_Activity_.
Copy each line of the listing below where the word "services" turns up.

_Information provided_.
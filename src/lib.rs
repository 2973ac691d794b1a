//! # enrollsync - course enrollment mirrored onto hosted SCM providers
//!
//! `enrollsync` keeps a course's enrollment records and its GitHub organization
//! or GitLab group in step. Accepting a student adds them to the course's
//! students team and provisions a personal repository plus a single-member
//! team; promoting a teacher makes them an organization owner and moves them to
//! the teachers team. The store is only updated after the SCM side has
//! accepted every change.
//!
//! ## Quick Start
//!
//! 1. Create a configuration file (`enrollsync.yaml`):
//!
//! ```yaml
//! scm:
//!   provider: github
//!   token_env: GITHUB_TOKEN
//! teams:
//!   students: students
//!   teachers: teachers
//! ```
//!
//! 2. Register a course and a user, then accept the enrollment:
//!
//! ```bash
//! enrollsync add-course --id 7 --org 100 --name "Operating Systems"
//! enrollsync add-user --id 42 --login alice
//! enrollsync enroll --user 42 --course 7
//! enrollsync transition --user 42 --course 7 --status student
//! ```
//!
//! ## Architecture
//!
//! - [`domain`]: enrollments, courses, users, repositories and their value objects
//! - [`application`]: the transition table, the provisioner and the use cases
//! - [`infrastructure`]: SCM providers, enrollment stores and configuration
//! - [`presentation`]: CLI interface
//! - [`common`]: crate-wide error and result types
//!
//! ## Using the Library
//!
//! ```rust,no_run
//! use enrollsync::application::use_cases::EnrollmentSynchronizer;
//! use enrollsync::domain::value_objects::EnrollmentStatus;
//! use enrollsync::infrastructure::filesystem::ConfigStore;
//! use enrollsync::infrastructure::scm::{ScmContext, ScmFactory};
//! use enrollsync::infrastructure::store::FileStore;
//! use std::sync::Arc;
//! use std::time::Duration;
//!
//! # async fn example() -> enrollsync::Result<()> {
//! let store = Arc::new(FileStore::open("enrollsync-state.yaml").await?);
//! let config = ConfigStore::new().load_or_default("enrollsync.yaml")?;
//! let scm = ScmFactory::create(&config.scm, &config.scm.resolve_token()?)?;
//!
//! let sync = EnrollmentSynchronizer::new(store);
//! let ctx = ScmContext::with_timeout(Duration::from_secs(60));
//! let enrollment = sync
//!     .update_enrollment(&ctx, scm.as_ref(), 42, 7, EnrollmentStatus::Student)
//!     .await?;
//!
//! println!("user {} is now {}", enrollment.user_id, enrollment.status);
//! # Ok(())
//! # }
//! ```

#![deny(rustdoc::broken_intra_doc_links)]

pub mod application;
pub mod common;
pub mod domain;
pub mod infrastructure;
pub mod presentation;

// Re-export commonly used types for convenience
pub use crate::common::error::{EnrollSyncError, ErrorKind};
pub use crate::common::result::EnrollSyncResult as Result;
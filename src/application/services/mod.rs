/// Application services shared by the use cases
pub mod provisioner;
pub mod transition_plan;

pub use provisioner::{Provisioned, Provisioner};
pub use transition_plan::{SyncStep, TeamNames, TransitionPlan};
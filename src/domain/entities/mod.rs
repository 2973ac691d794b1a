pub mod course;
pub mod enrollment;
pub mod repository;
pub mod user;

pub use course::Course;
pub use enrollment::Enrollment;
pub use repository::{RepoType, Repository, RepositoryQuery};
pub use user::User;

_Answer to this problem_.
filename src/application/services/mod.rs
/// Application services shared by the use cases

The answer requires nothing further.